TASK: Using the records below, give the number of lines where the word "Accelerator" appears, with no further output.

SUPPLIED MATERIAL:
=-=-=-=-=

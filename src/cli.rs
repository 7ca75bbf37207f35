//! Command line arguments.

use clap::Parser;

#[derive(Debug, Parser)]
#[command(name = "skylight")]
#[command(about = "A web page in a floating overlay, one hotkey away")]
#[command(version)]
pub struct Cli {
    /// Install skylight to run at login, then exit
    #[arg(long)]
    pub install_startup: bool,

    /// Remove the login item, then exit
    #[arg(long, conflicts_with = "install_startup")]
    pub uninstall_startup: bool,
}
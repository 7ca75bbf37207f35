//! Key-down matching for the global trigger.
//!
//! The platform event tap extracts a [`KeyDown`] from every key press and asks
//! the [`HotkeyListener`] what to do with it. The listener never touches the
//! window itself, it only decides. This keeps the tap callback short since it
//! gates delivery of every keystroke in the session.

use std::sync::atomic::{AtomicBool, Ordering};

use parking_lot::RwLock;
use tracing::{debug, error, info, warn};

use crate::trigger::{Modifiers, Trigger};

/// A key-down event as seen by the interceptor.
#[derive(Debug, Clone, Copy, PartialEq, Eq)]
pub struct KeyDown {
    pub modifiers: Modifiers,
    pub key_code: u16,
}

impl KeyDown {
    pub fn new(modifiers: Modifiers, key_code: u16) -> Self {
        Self {
            modifiers,
            key_code,
        }
    }
}

/// What the interceptor must do with the original event.
#[derive(Debug, Clone, Copy, PartialEq, Eq)]
pub enum Disposition {
    /// Swallow the event, no other application sees it.
    Consume,
    /// Hand the event back unchanged.
    PassThrough,
}

/// Outcome of matching one key-down event.
#[derive(Debug, Clone, Copy, PartialEq, Eq)]
pub enum ListenerAction {
    PassThrough,
    /// The trigger was pressed, the overlay should toggle.
    Toggle,
    /// Capture mode was armed and this key press became the new trigger.
    TriggerCaptured(Trigger),
}

impl ListenerAction {
    pub fn disposition(&self) -> Disposition {
        match self {
            ListenerAction::PassThrough => Disposition::PassThrough,
            ListenerAction::Toggle | ListenerAction::TriggerCaptured(_) => Disposition::Consume,
        }
    }
}

/// Matches key-down events against the live trigger.
///
/// The trigger sits behind one lock and every event reads a single snapshot of
/// it, so replacing the trigger can never be observed half way.
#[derive(Debug)]
pub struct HotkeyListener {
    trigger: RwLock<Trigger>,
    capturing: AtomicBool,
    attached: AtomicBool,
}

impl HotkeyListener {
    pub fn new(trigger: Trigger) -> Self {
        Self {
            trigger: RwLock::new(trigger),
            capturing: AtomicBool::new(false),
            attached: AtomicBool::new(false),
        }
    }

    /// Records whether an interceptor is feeding key-down events to this
    /// listener.
    pub fn set_attached(&self, attached: bool) {
        self.attached.store(attached, Ordering::SeqCst);
        if !attached {
            self.capturing.store(false, Ordering::SeqCst);
        }
    }

    pub fn is_attached(&self) -> bool {
        self.attached.load(Ordering::SeqCst)
    }

    /// Returns the trigger currently in effect.
    pub fn trigger(&self) -> Trigger {
        *self.trigger.read()
    }

    /// Replaces the trigger used for all following events.
    pub fn set_trigger(&self, trigger: Trigger) {
        if trigger.modifiers.is_empty() {
            warn!(%trigger, "Trigger has no modifiers and fires on every press of its key");
        }
        *self.trigger.write() = trigger;
        info!(%trigger, "Trigger updated");
    }

    /// The next key-down event becomes the new trigger instead of being matched.
    ///
    /// Returns false without arming anything when no interceptor is attached.
    pub fn begin_capture(&self) -> bool {
        if !self.is_attached() {
            error!("Cannot set a new trigger without the global key listener. Grant the Accessibility permission and restart.");
            return false;
        }
        self.capturing.store(true, Ordering::SeqCst);
        info!("Press the new trigger combination");
        true
    }

    pub fn is_capturing(&self) -> bool {
        self.capturing.load(Ordering::SeqCst)
    }

    pub fn handle_key_down(&self, key: KeyDown) -> ListenerAction {
        if self.capturing.swap(false, Ordering::SeqCst) {
            let trigger = Trigger::new(key.modifiers, key.key_code);
            self.set_trigger(trigger);
            return ListenerAction::TriggerCaptured(trigger);
        }

        let trigger = self.trigger();
        if trigger.matches(key.modifiers, key.key_code) {
            debug!(%trigger, "Trigger pressed");
            ListenerAction::Toggle
        } else {
            ListenerAction::PassThrough
        }
    }
}
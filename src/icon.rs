use std::sync::LazyLock;

use skylight_core::Appearance;

const COLOR_LIGHT_APPEARANCE: (u8, u8, u8) = (0, 0, 0);
const COLOR_DARK_APPEARANCE: (u8, u8, u8) = (255, 255, 255);
const ICON_BYTES: &[u8] = include_bytes!("../assets/icon.png");
pub const ICON_PATH: &str = concat!(env!("CARGO_MANIFEST_DIR"), "/assets/icon.png");

static ICON_LIGHT: LazyLock<tray_icon::Icon> =
    LazyLock::new(|| load_icon(IconVariant::Light.color()));
static ICON_DARK: LazyLock<tray_icon::Icon> =
    LazyLock::new(|| load_icon(IconVariant::Dark.color()));

/// Status bar icon variants. The light variant is drawn black to stand out on
/// a light menu bar, the dark variant is drawn white.
#[derive(Debug, Clone, Copy, PartialEq, Eq)]
pub enum IconVariant {
    Light,
    Dark,
}

impl IconVariant {
    pub fn for_appearance(appearance: Appearance) -> Self {
        match appearance {
            Appearance::Light => IconVariant::Light,
            Appearance::Dark => IconVariant::Dark,
        }
    }

    fn color(self) -> (u8, u8, u8) {
        match self {
            IconVariant::Light => COLOR_LIGHT_APPEARANCE,
            IconVariant::Dark => COLOR_DARK_APPEARANCE,
        }
    }

    pub fn icon(self) -> tray_icon::Icon {
        match self {
            IconVariant::Light => ICON_LIGHT.clone(),
            IconVariant::Dark => ICON_DARK.clone(),
        }
    }
}

/// Decodes the bundled template and paints every pixel in `(r, g, b)`,
/// keeping the alpha channel.
fn recolor(bytes: &[u8], (r, g, b): (u8, u8, u8)) -> image::ImageResult<image::RgbaImage> {
    let mut image = image::load_from_memory(bytes)?.into_rgba8();
    for pixel in image.pixels_mut() {
        pixel[0] = r;
        pixel[1] = g;
        pixel[2] = b;
    }
    Ok(image)
}

fn load_icon(color: (u8, u8, u8)) -> tray_icon::Icon {
    let image = recolor(ICON_BYTES, color).expect("Failed to decode bundled icon");
    let (width, height) = image.dimensions();
    tray_icon::Icon::from_rgba(image.into_raw(), width, height).expect("Failed to open icon")
}
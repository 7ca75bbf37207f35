//! The application menu.
//!
//! Skylight runs as an accessory app and never shows a menu bar of its own,
//! but macOS still routes key equivalents through the main menu while the
//! overlay is key. The Edit entries reach the focused web content natively,
//! Hide and Quit go through the overlay controller.

use anyhow::{Context, Result};
use skylight_core::{APP_NAME_PRETTY, KeyCommand};
use tray_icon::menu::accelerator::{Accelerator, Code, Modifiers};
use tray_icon::menu::{Menu, MenuId, MenuItem, PredefinedMenuItem, Submenu};

pub struct AppMenu {
    menu: Menu,
    hide: MenuItem,
    quit: MenuItem,
}

impl AppMenu {
    pub fn new() -> Result<Self> {
        let hide = MenuItem::new(
            format!("Hide {APP_NAME_PRETTY}"),
            true,
            Some(Accelerator::new(Some(Modifiers::SUPER), Code::KeyH)),
        );
        let quit = MenuItem::new(
            format!("Quit {APP_NAME_PRETTY}"),
            true,
            Some(Accelerator::new(Some(Modifiers::SUPER), Code::KeyQ)),
        );

        let app = Submenu::with_items(APP_NAME_PRETTY, true, &[&hide, &quit])
            .context("Failed to build application submenu")?;
        let edit = Submenu::with_items(
            "Edit",
            true,
            &[
                &PredefinedMenuItem::select_all(None),
                &PredefinedMenuItem::copy(None),
                &PredefinedMenuItem::cut(None),
                &PredefinedMenuItem::paste(None),
            ],
        )
        .context("Failed to build edit submenu")?;

        let menu = Menu::new();
        menu.append_items(&[&app, &edit])
            .context("Failed to build application menu")?;

        Ok(Self { menu, hide, quit })
    }

    /// Installs the menu as the application's main menu.
    pub fn install(&self) {
        #[cfg(target_os = "macos")]
        self.menu.init_for_nsapp();
    }

    pub fn command(&self, id: &MenuId) -> Option<KeyCommand> {
        if self.hide.id() == id {
            Some(KeyCommand::Hide)
        } else if self.quit.id() == id {
            Some(KeyCommand::Quit)
        } else {
            None
        }
    }
}
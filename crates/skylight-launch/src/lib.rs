//! Login item installation for skylight.
//!
//! Installing writes a LaunchAgent property list into the user's agent
//! directory and registers it with `launchctl`, so the app starts at login.

use std::fs;
use std::io;
use std::path::{Path, PathBuf};
use std::process::Command;

use serde::{Deserialize, Serialize};
use thiserror::Error;
use tracing::{info, warn};

/// Errors that can occur while installing or removing the login item.
#[derive(Debug, Error)]
pub enum LaunchError {
    #[error("could not locate the installed executable: {0}")]
    ExecutableNotFound(String),

    #[error("could not determine the home directory")]
    NoHomeDirectory,

    #[error("io error at {path:?}: {source}")]
    Io {
        path: PathBuf,
        #[source]
        source: io::Error,
    },

    #[error("failed to write login item descriptor: {0}")]
    Plist(#[from] plist::Error),

    #[error("launchctl {action} failed: {detail}")]
    ServiceManager { action: &'static str, detail: String },
}

/// Result type for login item operations.
pub type Result<T> = std::result::Result<T, LaunchError>;

/// The LaunchAgent property list.
#[derive(Debug, Clone, PartialEq, Eq, Serialize, Deserialize)]
#[serde(rename_all = "PascalCase")]
pub struct LaunchAgent {
    pub label: String,
    pub program_arguments: Vec<String>,
    pub run_at_load: bool,
    pub keep_alive: bool,
}

impl LaunchAgent {
    /// Agent that starts `executable` once at login and does not restart it.
    pub fn at_login(label: impl Into<String>, executable: &Path) -> Self {
        Self {
            label: label.into(),
            program_arguments: vec![executable.to_string_lossy().into_owned()],
            run_at_load: true,
            keep_alive: false,
        }
    }
}

/// The session's service manager.
pub trait ServiceManager {
    fn load(&self, descriptor: &Path) -> Result<()>;
    fn unload(&self, descriptor: &Path) -> Result<()>;
}

/// Registers agents by shelling out to `launchctl`.
#[derive(Debug, Default, Clone, Copy)]
pub struct Launchctl;

impl Launchctl {
    fn run(action: &'static str, descriptor: &Path) -> Result<()> {
        let output = Command::new("launchctl")
            .arg(action)
            .arg(descriptor)
            .output()
            .map_err(|source| LaunchError::Io {
                path: PathBuf::from("launchctl"),
                source,
            })?;
        if !output.status.success() {
            return Err(LaunchError::ServiceManager {
                action,
                detail: String::from_utf8_lossy(&output.stderr).trim().to_owned(),
            });
        }
        Ok(())
    }
}

impl ServiceManager for Launchctl {
    fn load(&self, descriptor: &Path) -> Result<()> {
        Self::run("load", descriptor)
    }

    fn unload(&self, descriptor: &Path) -> Result<()> {
        Self::run("unload", descriptor)
    }
}

/// Label unique per user, e.g. `com.alex.skylight`.
pub fn label_for_user(user: &str) -> String {
    format!("com.{user}.skylight")
}

/// Absolute path of the running executable.
pub fn current_executable() -> Result<PathBuf> {
    let exe = std::env::current_exe()
        .map_err(|e| LaunchError::ExecutableNotFound(e.to_string()))?;
    exe.canonicalize().map_err(|source| LaunchError::Io { path: exe, source })
}

/// Installs and removes the skylight login item.
pub struct StartupInstaller<M = Launchctl> {
    agents_dir: PathBuf,
    label: String,
    manager: M,
}

impl StartupInstaller<Launchctl> {
    /// Installer for the current user's `~/Library/LaunchAgents`.
    pub fn new() -> Result<Self> {
        let home = dirs::home_dir().ok_or(LaunchError::NoHomeDirectory)?;
        let user = std::env::var("USER").ok().or_else(|| {
            home.file_name()
                .map(|name| name.to_string_lossy().into_owned())
        });
        let label = label_for_user(user.as_deref().unwrap_or("user"));
        Ok(Self::with_manager(
            home.join("Library").join("LaunchAgents"),
            label,
            Launchctl,
        ))
    }
}

impl<M: ServiceManager> StartupInstaller<M> {
    pub fn with_manager(agents_dir: impl Into<PathBuf>, label: impl Into<String>, manager: M) -> Self {
        Self {
            agents_dir: agents_dir.into(),
            label: label.into(),
            manager,
        }
    }

    pub fn label(&self) -> &str {
        &self.label
    }

    /// Where the descriptor for this label lives.
    pub fn descriptor_path(&self) -> PathBuf {
        self.agents_dir.join(format!("{}.plist", self.label))
    }

    /// Writes the descriptor for `executable` and registers it. An existing
    /// descriptor is unregistered and overwritten.
    ///
    /// Nothing is written if `executable` does not exist, and the descriptor is
    /// removed again if registering it fails.
    pub fn install(&self, executable: &Path) -> Result<PathBuf> {
        if !executable.is_absolute() || !executable.is_file() {
            return Err(LaunchError::ExecutableNotFound(
                executable.display().to_string(),
            ));
        }

        let descriptor = self.descriptor_path();
        if descriptor.exists() {
            if let Err(e) = self.manager.unload(&descriptor) {
                warn!(error = %e, "Failed to unload previous login item");
            }
        }

        fs::create_dir_all(&self.agents_dir).map_err(|source| LaunchError::Io {
            path: self.agents_dir.clone(),
            source,
        })?;
        plist::to_file_xml(&descriptor, &LaunchAgent::at_login(&self.label, executable))?;
        if let Err(e) = self.manager.load(&descriptor) {
            // launchd picks up every descriptor in the directory at login.
            if let Err(remove) = fs::remove_file(&descriptor) {
                warn!(error = %remove, descriptor = ?descriptor, "Failed to remove unregistered login item");
            }
            return Err(e);
        }

        info!(descriptor = ?descriptor, "Installed login item");
        info!("To disable, run: launchctl unload {}", descriptor.display());
        Ok(descriptor)
    }

    /// Unregisters and deletes the descriptor. Succeeds if nothing is installed.
    pub fn uninstall(&self) -> Result<()> {
        let descriptor = self.descriptor_path();
        if !descriptor.exists() {
            info!("No login item installed");
            return Ok(());
        }

        if let Err(e) = self.manager.unload(&descriptor) {
            warn!(error = %e, "Failed to unload login item, removing it anyway");
        }
        fs::remove_file(&descriptor).map_err(|source| LaunchError::Io {
            path: descriptor.clone(),
            source,
        })?;

        info!(descriptor = ?descriptor, "Removed login item");
        Ok(())
    }
}

#[cfg(test)]
mod tests {
    use std::cell::RefCell;

    use tempfile::tempdir;

    use super::*;

    #[derive(Default)]
    struct RecordingManager {
        calls: RefCell<Vec<(&'static str, PathBuf)>>,
        fail_load: bool,
    }

    impl ServiceManager for RecordingManager {
        fn load(&self, descriptor: &Path) -> Result<()> {
            self.calls
                .borrow_mut()
                .push(("load", descriptor.to_path_buf()));
            if self.fail_load {
                return Err(LaunchError::ServiceManager {
                    action: "load",
                    detail: "denied".into(),
                });
            }
            Ok(())
        }

        fn unload(&self, descriptor: &Path) -> Result<()> {
            self.calls
                .borrow_mut()
                .push(("unload", descriptor.to_path_buf()));
            Ok(())
        }
    }

    fn descriptor_count(dir: &Path) -> usize {
        match fs::read_dir(dir) {
            Ok(entries) => entries.count(),
            Err(_) => 0,
        }
    }

    #[test]
    fn test_install_writes_descriptor() {
        let temp = tempdir().unwrap();
        let agents = temp.path().join("LaunchAgents");
        let exe = temp.path().join("skylight");
        fs::write(&exe, b"").unwrap();

        let installer =
            StartupInstaller::with_manager(&agents, label_for_user("alex"), RecordingManager::default());
        let descriptor = installer.install(&exe).unwrap();

        assert_eq!(descriptor, agents.join("com.alex.skylight.plist"));
        let agent: LaunchAgent = plist::from_file(&descriptor).unwrap();
        assert_eq!(agent.label, "com.alex.skylight");
        assert_eq!(agent.program_arguments, vec![exe.to_string_lossy().into_owned()]);
        assert!(agent.run_at_load);
        assert!(!agent.keep_alive);

        let raw = fs::read_to_string(&descriptor).unwrap();
        assert!(raw.contains("<key>RunAtLoad</key>"));
        assert!(raw.contains("<key>ProgramArguments</key>"));

        assert_eq!(
            *installer.manager.calls.borrow(),
            vec![("load", descriptor.clone())]
        );
    }

    #[test]
    fn test_install_twice_then_uninstall() {
        let temp = tempdir().unwrap();
        let agents = temp.path().join("LaunchAgents");
        let exe = temp.path().join("skylight");
        fs::write(&exe, b"").unwrap();

        let installer =
            StartupInstaller::with_manager(&agents, label_for_user("alex"), RecordingManager::default());
        installer.install(&exe).unwrap();
        installer.install(&exe).unwrap();
        assert_eq!(descriptor_count(&agents), 1);

        let calls: Vec<_> = installer
            .manager
            .calls
            .borrow()
            .iter()
            .map(|(action, _)| *action)
            .collect();
        assert_eq!(calls, vec!["load", "unload", "load"]);

        installer.uninstall().unwrap();
        assert_eq!(descriptor_count(&agents), 0);
    }

    #[test]
    fn test_uninstall_when_absent_is_ok() {
        let temp = tempdir().unwrap();
        let installer = StartupInstaller::with_manager(
            temp.path().join("LaunchAgents"),
            label_for_user("alex"),
            RecordingManager::default(),
        );
        installer.uninstall().unwrap();
        installer.uninstall().unwrap();
        assert!(installer.manager.calls.borrow().is_empty());
    }

    #[test]
    fn test_missing_executable_writes_nothing() {
        let temp = tempdir().unwrap();
        let agents = temp.path().join("LaunchAgents");
        let installer =
            StartupInstaller::with_manager(&agents, label_for_user("alex"), RecordingManager::default());

        let result = installer.install(&temp.path().join("missing"));
        assert!(matches!(result, Err(LaunchError::ExecutableNotFound(_))));
        assert!(!agents.exists());
        assert!(installer.manager.calls.borrow().is_empty());
    }

    #[test]
    fn test_failed_registration_is_reported() {
        let temp = tempdir().unwrap();
        let exe = temp.path().join("skylight");
        fs::write(&exe, b"").unwrap();
        let installer = StartupInstaller::with_manager(
            temp.path().join("LaunchAgents"),
            label_for_user("alex"),
            RecordingManager {
                fail_load: true,
                ..Default::default()
            },
        );
        assert!(matches!(
            installer.install(&exe),
            Err(LaunchError::ServiceManager { action: "load", .. })
        ));
        assert!(!installer.descriptor_path().exists());
        assert_eq!(descriptor_count(&temp.path().join("LaunchAgents")), 0);
    }
}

=-=-=-=-=

OUTPUT FOR THIS TASK: 3